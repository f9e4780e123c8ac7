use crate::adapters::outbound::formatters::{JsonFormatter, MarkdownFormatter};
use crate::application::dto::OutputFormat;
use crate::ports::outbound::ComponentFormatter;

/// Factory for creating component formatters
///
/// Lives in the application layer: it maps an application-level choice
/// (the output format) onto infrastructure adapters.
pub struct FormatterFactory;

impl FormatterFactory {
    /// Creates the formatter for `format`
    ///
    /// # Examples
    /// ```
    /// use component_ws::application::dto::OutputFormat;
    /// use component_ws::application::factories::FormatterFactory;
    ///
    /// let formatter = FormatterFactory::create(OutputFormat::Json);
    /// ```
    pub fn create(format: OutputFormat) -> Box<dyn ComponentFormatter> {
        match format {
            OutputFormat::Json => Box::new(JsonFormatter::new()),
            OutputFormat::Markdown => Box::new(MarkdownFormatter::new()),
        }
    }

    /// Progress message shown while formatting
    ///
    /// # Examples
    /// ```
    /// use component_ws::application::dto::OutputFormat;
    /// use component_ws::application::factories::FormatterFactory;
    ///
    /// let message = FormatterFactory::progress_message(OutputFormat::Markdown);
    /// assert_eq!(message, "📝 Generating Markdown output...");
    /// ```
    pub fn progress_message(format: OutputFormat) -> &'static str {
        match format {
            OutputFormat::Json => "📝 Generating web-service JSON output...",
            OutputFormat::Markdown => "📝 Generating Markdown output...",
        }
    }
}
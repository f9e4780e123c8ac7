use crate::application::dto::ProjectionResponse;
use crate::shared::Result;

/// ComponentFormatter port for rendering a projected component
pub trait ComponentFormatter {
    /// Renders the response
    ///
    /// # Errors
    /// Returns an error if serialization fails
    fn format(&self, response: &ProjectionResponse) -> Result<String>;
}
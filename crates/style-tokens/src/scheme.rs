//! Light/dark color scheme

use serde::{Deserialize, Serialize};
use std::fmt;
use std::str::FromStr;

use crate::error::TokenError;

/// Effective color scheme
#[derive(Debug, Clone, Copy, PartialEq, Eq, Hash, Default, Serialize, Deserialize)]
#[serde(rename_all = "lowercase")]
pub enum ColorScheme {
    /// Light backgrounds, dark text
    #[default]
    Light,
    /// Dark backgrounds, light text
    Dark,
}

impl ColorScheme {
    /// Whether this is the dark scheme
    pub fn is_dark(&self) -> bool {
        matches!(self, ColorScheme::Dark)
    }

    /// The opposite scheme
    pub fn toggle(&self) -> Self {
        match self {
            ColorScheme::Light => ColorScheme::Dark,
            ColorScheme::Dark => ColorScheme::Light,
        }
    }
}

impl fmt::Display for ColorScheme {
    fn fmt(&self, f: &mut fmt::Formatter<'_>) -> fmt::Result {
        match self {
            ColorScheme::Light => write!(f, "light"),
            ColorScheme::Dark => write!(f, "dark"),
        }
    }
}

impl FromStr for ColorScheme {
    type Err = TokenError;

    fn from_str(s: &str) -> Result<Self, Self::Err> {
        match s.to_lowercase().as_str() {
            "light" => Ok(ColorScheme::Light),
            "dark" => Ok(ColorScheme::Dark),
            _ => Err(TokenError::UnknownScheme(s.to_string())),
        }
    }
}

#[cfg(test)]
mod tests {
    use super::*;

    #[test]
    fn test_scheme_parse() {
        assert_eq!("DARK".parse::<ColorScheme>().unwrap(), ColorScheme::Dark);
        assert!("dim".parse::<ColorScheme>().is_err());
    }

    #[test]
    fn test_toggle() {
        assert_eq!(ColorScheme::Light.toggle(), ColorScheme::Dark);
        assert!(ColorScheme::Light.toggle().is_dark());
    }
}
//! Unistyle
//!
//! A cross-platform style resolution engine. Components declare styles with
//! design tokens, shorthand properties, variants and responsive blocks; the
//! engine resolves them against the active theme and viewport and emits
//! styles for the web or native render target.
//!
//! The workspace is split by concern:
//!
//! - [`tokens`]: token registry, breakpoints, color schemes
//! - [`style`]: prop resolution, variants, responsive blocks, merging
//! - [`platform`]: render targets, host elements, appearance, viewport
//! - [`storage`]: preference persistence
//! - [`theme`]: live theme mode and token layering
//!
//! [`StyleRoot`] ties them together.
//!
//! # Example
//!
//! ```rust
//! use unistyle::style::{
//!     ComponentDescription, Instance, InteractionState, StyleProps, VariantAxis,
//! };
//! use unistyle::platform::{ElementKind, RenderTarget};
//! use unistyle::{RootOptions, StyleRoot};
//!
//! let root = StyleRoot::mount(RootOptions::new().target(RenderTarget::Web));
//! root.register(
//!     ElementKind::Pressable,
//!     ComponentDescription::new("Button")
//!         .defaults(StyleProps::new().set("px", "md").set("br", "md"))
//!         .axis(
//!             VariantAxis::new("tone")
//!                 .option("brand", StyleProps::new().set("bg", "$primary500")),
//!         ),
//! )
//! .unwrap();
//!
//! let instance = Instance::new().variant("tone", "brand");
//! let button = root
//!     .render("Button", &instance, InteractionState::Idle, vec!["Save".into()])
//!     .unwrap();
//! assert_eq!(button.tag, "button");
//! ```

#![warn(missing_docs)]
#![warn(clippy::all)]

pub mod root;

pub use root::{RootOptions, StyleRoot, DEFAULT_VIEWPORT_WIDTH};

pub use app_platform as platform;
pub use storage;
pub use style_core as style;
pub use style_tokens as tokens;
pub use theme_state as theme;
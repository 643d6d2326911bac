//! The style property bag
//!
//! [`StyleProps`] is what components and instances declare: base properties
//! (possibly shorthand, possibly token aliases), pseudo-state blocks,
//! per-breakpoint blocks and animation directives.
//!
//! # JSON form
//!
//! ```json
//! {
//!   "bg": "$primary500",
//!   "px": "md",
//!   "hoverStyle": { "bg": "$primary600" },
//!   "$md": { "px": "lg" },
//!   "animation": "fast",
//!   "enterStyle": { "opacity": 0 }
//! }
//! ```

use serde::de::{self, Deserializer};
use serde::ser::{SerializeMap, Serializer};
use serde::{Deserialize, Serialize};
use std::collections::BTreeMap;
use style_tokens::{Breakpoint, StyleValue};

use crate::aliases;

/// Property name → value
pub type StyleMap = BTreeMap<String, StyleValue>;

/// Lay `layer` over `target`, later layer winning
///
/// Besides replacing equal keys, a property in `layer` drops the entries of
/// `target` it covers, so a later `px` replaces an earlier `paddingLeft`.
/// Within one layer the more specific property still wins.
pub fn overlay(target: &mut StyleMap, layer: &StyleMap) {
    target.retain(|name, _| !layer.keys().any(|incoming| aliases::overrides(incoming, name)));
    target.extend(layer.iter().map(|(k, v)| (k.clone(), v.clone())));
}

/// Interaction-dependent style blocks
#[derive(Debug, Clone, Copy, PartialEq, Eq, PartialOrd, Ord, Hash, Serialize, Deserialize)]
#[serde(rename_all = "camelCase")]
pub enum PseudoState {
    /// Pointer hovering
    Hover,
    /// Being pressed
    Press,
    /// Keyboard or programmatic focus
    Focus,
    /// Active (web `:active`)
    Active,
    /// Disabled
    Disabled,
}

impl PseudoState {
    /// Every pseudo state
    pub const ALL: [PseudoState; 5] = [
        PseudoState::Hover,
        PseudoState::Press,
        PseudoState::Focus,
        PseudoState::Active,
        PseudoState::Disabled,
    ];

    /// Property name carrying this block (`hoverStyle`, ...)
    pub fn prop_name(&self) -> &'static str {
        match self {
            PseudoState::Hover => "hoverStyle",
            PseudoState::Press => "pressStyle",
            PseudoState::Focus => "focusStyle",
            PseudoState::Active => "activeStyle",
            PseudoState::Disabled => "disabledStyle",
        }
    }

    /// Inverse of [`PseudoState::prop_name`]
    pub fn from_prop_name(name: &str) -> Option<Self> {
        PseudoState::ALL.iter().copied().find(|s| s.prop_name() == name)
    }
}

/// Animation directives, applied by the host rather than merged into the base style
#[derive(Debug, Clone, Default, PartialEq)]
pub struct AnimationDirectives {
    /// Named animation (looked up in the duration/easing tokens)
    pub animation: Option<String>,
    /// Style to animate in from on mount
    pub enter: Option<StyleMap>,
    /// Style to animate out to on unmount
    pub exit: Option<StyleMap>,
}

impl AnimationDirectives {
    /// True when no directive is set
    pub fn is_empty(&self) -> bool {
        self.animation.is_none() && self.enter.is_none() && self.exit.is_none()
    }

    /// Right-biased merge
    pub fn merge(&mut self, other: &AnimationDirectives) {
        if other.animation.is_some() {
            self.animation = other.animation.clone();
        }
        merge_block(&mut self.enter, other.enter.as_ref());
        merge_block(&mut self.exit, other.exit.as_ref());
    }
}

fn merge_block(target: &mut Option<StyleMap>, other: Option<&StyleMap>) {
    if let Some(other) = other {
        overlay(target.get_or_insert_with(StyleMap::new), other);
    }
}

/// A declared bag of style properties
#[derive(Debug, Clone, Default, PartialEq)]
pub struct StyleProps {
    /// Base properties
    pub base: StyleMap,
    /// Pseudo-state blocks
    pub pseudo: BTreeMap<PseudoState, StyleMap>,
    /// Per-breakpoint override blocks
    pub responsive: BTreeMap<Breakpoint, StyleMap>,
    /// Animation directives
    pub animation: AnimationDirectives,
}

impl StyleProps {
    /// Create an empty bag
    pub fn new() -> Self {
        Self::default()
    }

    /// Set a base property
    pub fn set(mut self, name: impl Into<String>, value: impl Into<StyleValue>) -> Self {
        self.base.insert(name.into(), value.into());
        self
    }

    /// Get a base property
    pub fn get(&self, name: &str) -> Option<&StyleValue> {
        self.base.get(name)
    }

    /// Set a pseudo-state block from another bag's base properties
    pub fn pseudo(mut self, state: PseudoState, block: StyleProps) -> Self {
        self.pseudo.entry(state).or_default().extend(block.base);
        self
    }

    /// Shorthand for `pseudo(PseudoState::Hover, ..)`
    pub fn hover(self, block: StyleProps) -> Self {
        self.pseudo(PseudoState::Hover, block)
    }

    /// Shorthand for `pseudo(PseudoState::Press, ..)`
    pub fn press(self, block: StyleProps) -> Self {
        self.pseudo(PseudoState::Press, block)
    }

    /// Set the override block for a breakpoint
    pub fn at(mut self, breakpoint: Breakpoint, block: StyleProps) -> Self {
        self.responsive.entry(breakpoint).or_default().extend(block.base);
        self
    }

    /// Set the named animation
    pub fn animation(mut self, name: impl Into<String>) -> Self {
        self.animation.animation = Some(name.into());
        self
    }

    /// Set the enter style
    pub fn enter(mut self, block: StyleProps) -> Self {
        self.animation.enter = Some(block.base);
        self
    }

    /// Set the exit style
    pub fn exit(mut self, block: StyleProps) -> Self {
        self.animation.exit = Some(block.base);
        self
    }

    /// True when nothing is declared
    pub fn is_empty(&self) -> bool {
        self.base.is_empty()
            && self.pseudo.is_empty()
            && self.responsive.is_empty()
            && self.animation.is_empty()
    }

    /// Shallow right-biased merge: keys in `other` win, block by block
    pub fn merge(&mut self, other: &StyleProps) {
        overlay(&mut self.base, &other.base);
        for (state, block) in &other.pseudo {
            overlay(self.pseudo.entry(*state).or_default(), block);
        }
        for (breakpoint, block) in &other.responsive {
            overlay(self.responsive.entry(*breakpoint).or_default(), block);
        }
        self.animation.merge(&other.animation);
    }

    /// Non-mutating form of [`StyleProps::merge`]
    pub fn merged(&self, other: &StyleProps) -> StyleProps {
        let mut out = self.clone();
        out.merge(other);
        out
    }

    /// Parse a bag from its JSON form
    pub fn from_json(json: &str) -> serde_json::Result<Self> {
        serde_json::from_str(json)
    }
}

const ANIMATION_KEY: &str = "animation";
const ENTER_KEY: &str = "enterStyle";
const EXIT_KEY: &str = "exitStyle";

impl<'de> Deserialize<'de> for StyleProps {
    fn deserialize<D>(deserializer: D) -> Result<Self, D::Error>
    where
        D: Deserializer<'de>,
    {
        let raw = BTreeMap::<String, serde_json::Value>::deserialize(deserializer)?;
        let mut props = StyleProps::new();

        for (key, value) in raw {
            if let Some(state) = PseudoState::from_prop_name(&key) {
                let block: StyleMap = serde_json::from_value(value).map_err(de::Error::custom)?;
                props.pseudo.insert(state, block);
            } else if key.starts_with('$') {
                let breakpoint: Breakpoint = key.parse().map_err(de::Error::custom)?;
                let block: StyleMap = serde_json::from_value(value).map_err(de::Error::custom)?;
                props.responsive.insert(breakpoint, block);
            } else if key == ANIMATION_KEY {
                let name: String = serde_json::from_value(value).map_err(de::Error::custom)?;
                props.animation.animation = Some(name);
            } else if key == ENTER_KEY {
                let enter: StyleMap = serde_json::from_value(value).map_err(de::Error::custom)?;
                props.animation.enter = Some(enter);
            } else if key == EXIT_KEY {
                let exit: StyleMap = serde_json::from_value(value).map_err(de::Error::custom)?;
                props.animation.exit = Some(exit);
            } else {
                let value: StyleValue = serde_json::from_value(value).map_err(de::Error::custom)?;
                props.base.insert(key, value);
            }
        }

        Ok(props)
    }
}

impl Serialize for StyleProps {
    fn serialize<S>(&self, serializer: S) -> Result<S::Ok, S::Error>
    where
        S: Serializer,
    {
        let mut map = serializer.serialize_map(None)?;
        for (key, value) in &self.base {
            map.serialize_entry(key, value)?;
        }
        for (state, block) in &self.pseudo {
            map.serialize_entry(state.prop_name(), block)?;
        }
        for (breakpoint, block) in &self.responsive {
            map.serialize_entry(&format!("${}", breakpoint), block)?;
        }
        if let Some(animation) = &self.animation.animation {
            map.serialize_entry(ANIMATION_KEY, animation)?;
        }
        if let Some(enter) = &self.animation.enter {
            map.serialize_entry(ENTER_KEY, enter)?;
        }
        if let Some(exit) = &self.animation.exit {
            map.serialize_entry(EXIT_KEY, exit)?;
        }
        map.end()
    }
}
━━━━━━
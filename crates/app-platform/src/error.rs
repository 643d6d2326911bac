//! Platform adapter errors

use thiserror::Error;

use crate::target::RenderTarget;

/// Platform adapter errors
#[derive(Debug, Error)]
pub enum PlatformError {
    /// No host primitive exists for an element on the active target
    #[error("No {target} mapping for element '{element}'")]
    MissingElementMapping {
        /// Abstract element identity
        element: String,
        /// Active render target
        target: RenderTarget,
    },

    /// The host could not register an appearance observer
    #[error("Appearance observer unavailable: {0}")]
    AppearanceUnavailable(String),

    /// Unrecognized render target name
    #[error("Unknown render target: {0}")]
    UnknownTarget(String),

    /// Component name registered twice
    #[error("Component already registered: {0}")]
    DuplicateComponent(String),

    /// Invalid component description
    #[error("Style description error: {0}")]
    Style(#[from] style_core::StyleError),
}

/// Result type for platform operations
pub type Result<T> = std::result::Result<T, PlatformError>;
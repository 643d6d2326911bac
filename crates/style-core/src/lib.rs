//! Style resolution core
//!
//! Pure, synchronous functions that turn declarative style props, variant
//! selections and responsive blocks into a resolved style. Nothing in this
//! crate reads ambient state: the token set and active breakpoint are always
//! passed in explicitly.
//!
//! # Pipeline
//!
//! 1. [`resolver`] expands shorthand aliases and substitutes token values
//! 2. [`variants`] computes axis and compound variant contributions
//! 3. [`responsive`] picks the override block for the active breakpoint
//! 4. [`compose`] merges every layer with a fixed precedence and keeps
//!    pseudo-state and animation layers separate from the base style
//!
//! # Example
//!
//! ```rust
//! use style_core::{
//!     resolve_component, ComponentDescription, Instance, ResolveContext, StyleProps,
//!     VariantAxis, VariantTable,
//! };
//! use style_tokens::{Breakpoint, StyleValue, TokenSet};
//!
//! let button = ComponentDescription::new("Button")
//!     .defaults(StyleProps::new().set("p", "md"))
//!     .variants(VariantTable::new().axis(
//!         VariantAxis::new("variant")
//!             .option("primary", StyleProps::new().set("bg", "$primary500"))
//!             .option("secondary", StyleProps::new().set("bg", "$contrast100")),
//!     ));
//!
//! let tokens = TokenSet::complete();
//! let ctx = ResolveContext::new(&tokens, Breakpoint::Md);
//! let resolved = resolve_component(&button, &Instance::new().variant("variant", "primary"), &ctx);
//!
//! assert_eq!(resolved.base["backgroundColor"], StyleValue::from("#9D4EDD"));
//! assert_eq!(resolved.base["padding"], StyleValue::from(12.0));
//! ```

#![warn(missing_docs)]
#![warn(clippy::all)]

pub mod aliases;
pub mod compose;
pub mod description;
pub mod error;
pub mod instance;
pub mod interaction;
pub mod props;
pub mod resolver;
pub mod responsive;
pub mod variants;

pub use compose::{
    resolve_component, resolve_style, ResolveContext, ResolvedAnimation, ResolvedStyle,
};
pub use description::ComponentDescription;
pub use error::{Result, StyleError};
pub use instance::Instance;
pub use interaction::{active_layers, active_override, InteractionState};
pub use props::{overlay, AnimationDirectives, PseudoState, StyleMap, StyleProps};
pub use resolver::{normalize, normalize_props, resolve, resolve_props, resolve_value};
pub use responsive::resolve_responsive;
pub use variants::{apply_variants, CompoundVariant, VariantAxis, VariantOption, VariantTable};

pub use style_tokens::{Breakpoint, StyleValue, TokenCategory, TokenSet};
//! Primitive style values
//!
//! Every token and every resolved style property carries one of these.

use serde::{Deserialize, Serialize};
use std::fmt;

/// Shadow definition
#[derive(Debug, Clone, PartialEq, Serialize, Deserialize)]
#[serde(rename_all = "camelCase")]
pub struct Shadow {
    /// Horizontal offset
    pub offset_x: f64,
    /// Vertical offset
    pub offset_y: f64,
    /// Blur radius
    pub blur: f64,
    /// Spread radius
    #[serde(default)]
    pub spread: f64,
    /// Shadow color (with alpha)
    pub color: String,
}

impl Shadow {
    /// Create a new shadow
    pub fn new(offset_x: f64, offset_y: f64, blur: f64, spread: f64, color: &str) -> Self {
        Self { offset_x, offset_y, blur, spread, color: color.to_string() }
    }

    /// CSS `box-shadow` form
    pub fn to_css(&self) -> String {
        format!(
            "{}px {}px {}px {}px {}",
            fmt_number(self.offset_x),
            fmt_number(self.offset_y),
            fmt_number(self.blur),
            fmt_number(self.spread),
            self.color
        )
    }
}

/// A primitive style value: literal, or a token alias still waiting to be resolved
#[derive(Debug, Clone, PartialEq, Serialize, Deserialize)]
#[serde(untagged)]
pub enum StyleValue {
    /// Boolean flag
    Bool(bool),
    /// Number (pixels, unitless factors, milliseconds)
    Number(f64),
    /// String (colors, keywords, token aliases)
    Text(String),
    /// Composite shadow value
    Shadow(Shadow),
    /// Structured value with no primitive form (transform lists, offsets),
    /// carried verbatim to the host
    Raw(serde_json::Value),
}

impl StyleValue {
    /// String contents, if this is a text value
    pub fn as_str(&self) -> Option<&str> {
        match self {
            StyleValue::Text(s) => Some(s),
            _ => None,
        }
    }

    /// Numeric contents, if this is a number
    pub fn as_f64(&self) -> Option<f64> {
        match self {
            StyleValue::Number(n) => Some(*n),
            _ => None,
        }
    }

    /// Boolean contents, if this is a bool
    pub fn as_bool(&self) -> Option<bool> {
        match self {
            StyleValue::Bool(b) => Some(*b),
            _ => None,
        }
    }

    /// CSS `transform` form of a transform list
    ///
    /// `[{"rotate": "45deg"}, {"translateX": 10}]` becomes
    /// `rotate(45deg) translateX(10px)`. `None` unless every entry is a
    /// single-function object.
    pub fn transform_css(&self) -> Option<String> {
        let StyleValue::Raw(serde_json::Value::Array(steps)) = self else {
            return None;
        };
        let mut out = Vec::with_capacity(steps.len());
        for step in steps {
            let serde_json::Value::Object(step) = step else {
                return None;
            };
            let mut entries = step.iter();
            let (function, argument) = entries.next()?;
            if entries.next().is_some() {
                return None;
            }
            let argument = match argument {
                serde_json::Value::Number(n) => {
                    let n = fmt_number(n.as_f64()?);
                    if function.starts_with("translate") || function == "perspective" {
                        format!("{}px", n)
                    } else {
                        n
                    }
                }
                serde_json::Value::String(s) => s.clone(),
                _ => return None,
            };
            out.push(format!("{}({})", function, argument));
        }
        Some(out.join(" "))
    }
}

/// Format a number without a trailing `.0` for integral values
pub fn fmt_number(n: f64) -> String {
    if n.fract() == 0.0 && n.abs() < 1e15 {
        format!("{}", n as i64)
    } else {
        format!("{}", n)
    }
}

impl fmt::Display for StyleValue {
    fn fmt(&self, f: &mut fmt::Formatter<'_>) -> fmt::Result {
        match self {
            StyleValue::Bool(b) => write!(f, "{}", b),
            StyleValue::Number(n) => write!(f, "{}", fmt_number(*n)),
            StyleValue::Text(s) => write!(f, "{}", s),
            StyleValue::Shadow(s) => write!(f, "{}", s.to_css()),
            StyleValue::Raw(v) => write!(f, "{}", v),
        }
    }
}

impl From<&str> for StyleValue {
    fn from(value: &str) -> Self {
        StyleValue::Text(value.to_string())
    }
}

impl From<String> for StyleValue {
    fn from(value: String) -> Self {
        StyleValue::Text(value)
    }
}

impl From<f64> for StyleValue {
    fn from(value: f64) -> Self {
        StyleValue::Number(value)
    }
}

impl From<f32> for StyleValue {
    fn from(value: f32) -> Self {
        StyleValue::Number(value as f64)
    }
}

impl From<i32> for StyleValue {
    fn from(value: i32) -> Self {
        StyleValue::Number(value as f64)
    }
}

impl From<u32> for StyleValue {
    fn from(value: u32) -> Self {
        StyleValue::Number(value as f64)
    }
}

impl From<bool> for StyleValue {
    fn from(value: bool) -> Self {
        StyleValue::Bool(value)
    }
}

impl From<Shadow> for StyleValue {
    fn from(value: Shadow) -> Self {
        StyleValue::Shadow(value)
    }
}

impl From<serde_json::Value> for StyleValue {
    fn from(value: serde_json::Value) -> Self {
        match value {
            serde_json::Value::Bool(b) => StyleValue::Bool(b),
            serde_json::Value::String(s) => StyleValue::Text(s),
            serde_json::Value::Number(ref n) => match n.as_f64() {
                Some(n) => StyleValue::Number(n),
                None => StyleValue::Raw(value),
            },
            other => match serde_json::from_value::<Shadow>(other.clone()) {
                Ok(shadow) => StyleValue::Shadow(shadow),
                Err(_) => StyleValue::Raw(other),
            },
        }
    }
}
━━━━━━
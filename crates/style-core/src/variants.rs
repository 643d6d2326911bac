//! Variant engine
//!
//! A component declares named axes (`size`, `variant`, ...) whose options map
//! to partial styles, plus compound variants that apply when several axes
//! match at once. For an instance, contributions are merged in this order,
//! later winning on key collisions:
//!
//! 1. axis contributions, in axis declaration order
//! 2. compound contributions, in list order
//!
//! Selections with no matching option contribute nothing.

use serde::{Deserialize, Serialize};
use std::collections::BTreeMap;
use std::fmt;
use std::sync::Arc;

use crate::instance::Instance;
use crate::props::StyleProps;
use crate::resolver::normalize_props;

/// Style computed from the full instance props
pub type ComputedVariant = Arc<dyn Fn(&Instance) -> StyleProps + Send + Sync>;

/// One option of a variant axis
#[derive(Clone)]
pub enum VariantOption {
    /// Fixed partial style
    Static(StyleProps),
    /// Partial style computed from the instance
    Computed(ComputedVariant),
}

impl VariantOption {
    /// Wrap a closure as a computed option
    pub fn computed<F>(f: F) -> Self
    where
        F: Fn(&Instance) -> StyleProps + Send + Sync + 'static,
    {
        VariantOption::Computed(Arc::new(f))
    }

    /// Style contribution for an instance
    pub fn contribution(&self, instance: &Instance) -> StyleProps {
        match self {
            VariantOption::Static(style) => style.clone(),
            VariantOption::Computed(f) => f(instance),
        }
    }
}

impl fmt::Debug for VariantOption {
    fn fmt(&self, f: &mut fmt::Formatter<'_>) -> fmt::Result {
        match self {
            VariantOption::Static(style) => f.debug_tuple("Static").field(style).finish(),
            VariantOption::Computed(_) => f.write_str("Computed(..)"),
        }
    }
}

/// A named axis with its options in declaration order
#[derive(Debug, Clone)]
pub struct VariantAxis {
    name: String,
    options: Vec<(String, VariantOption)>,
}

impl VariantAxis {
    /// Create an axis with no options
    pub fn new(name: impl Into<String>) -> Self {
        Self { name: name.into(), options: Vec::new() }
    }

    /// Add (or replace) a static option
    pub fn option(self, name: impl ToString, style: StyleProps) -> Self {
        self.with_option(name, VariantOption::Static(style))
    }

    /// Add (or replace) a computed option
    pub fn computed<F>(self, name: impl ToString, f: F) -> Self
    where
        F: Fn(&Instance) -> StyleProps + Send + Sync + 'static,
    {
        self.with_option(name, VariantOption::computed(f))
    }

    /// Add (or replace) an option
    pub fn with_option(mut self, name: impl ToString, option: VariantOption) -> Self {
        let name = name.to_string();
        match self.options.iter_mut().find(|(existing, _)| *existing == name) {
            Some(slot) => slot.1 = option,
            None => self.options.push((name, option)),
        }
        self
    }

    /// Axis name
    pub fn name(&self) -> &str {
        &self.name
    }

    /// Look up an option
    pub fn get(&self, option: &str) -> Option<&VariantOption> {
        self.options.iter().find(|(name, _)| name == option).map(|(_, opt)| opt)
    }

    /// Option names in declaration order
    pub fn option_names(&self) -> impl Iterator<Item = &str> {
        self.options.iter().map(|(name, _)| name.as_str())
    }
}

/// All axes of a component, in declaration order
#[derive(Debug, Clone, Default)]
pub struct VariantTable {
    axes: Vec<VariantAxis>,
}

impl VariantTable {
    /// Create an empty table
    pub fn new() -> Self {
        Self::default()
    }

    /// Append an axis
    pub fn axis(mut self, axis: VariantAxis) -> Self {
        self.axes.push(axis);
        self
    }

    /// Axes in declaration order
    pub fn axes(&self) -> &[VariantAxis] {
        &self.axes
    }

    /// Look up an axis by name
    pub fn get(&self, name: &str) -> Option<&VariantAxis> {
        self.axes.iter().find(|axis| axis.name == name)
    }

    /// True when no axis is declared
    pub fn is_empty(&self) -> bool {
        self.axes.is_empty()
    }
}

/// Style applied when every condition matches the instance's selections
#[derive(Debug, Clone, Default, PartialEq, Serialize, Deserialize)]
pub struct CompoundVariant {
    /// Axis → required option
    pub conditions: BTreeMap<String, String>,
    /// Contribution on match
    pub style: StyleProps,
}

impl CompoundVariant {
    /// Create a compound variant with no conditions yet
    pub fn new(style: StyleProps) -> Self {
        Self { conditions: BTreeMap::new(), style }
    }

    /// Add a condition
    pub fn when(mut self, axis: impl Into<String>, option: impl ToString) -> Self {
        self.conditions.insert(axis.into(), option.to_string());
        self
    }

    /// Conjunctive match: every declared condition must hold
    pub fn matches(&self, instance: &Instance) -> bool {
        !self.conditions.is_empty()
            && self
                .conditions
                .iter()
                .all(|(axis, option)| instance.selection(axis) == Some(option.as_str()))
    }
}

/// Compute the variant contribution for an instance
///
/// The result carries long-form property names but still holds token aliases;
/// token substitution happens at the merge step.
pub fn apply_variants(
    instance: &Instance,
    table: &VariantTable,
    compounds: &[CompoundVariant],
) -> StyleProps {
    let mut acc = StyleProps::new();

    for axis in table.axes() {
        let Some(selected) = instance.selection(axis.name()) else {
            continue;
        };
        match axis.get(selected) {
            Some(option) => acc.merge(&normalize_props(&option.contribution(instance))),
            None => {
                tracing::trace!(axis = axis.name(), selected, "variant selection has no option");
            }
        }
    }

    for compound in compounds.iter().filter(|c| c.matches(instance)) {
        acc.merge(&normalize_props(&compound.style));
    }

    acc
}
━━━━━━
:: Exercise details ::
Return each line in the records that holds the string "defaults".

:: Response ::
//!         .defaults(StyleProps::new().set("px", "md").set("br", "md"))
//!     .defaults(StyleProps::new().set("p", "md"))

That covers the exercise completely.